Saved entries
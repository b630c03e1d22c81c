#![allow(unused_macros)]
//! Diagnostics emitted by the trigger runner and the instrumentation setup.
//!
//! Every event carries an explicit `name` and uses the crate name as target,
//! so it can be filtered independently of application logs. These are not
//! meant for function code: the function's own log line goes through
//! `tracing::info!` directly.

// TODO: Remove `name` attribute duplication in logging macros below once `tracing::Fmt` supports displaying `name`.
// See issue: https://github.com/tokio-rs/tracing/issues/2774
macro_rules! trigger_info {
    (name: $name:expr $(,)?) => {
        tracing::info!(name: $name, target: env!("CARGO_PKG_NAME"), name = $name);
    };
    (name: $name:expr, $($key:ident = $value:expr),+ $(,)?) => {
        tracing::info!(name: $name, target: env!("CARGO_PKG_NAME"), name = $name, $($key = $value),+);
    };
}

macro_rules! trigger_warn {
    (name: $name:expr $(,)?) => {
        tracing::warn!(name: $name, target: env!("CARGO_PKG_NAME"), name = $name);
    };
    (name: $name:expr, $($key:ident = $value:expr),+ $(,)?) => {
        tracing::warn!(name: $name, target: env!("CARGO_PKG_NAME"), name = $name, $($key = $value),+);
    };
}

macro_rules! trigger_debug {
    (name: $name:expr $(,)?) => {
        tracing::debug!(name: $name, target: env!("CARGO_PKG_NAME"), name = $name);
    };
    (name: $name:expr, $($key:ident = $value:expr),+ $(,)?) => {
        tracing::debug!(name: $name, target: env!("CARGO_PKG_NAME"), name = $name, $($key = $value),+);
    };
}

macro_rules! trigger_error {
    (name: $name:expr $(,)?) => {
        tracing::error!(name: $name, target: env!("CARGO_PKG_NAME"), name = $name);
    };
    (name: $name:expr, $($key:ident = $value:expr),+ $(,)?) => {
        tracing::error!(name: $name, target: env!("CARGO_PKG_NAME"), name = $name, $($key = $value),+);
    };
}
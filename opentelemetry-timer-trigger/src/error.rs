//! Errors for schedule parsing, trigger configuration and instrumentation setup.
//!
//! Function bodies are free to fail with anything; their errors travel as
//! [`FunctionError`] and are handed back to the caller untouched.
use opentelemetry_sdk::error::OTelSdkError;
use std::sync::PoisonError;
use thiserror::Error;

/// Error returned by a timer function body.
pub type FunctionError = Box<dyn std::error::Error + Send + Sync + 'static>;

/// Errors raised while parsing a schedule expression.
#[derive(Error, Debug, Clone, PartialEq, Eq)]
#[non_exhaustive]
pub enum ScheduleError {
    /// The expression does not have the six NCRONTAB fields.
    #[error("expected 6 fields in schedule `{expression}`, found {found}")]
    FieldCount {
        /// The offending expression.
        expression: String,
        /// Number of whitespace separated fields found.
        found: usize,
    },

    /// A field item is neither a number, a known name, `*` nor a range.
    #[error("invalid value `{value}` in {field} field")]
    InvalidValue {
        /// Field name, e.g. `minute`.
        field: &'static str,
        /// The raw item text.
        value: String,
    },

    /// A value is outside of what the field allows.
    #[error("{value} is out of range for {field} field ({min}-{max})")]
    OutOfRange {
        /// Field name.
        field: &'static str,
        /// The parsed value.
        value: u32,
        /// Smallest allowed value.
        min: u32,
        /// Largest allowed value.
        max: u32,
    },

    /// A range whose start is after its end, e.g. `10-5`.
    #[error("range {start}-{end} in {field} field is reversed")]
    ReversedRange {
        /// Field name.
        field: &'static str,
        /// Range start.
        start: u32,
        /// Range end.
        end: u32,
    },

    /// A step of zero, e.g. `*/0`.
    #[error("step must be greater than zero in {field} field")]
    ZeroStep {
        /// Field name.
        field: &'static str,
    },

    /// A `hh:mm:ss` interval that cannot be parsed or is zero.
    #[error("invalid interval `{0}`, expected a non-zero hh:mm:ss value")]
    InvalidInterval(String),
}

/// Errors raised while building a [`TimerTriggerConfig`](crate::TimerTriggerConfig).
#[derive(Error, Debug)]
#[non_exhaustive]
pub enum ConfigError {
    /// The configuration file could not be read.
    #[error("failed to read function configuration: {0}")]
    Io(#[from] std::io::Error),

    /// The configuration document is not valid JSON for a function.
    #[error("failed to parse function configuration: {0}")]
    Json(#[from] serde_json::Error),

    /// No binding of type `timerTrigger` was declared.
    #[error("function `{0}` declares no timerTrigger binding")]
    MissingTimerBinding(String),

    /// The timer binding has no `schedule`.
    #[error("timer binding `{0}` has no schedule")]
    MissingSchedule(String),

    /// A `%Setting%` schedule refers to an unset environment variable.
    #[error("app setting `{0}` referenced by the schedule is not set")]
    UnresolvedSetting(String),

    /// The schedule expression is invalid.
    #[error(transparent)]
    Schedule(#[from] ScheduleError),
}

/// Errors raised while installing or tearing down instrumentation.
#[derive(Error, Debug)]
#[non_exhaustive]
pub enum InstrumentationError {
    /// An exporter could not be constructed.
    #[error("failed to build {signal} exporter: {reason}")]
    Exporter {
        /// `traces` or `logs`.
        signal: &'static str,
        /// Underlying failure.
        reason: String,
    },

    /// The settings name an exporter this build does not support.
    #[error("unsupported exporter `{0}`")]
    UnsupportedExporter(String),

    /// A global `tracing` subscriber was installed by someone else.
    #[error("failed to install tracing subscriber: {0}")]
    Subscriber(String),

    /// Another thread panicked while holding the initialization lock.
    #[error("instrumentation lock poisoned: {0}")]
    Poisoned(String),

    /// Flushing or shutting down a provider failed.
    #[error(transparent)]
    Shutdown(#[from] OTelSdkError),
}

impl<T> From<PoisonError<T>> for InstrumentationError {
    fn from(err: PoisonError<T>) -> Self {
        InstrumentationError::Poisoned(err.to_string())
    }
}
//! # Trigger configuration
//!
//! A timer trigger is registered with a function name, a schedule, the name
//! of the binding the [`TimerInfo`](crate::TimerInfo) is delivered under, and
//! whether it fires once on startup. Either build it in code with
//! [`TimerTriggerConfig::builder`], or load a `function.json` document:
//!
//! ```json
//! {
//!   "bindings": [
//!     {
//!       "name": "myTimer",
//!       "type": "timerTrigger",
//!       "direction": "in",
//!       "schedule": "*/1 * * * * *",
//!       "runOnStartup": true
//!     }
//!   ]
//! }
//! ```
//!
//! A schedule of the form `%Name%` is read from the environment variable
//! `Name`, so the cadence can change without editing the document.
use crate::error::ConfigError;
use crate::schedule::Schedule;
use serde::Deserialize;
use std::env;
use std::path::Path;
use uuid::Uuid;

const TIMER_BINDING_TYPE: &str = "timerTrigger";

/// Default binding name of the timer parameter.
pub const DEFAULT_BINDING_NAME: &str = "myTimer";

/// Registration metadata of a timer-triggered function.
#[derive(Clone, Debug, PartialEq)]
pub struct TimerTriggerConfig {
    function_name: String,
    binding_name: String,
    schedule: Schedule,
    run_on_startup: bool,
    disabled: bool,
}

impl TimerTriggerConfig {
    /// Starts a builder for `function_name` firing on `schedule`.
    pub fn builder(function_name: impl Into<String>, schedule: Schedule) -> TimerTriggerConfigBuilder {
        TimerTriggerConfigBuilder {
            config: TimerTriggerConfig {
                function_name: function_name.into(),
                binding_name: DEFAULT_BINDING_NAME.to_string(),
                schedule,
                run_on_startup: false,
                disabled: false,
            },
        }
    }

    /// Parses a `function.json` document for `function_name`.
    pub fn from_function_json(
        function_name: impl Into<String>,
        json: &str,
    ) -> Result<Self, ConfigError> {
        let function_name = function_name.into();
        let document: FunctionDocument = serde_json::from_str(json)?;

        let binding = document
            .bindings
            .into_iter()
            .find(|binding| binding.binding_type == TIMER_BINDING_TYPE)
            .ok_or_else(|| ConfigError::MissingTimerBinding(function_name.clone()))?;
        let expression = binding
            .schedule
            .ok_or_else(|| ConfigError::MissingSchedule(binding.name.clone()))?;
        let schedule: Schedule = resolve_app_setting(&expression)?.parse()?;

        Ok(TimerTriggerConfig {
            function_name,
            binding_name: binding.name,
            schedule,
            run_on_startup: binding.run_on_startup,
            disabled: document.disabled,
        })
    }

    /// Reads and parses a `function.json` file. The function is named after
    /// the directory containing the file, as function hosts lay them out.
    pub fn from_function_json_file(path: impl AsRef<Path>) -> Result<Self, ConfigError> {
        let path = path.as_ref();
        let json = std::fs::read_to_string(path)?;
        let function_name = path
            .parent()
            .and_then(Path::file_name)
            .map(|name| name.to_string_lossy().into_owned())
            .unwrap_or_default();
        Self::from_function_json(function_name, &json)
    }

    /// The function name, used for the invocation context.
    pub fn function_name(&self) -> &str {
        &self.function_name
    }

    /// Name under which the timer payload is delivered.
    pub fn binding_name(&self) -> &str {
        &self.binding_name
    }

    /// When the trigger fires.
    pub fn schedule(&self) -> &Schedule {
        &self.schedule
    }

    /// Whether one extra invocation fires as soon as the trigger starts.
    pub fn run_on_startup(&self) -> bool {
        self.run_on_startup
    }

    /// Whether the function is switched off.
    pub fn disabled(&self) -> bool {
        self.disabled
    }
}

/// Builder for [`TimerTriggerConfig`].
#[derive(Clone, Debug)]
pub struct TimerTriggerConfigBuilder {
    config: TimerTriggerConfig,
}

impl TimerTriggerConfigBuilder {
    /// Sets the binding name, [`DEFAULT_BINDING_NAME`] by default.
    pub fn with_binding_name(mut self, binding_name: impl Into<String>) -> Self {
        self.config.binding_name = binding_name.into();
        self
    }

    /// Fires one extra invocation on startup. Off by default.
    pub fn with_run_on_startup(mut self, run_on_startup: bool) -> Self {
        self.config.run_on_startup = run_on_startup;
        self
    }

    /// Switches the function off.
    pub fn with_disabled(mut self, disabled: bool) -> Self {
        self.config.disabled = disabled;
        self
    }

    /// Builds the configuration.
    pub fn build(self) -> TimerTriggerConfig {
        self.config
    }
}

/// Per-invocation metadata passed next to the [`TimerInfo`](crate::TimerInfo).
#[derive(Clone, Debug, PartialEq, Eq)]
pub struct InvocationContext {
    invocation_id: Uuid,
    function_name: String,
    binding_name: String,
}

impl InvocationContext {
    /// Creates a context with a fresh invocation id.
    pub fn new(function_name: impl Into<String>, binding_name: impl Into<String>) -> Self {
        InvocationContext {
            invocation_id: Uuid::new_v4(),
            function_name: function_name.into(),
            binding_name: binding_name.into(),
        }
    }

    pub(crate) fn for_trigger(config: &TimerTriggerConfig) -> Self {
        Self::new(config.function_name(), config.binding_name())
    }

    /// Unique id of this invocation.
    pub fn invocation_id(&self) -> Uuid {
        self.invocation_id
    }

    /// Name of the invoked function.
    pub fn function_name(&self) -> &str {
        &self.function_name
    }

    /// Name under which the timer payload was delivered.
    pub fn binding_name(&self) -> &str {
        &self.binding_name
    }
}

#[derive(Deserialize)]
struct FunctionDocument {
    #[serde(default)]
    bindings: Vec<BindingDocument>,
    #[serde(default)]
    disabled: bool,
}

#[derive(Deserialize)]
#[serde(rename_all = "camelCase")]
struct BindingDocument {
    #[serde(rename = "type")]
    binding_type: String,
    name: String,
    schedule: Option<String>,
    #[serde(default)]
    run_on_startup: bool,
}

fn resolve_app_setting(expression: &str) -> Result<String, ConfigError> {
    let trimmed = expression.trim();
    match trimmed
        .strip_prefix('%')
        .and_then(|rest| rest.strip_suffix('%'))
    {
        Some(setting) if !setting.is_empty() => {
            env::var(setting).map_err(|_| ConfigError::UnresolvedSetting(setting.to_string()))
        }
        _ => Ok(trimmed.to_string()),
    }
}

• [TASK]: For each line above that includes "while", copy the line.

• [ANSWER BELOW]:
/// Errors raised while parsing a schedule expression.
/// Errors raised while building a [`TimerTriggerConfig`](crate::TimerTriggerConfig).
/// Errors raised while installing or tearing down instrumentation.
    /// Another thread panicked while holding the initialization lock.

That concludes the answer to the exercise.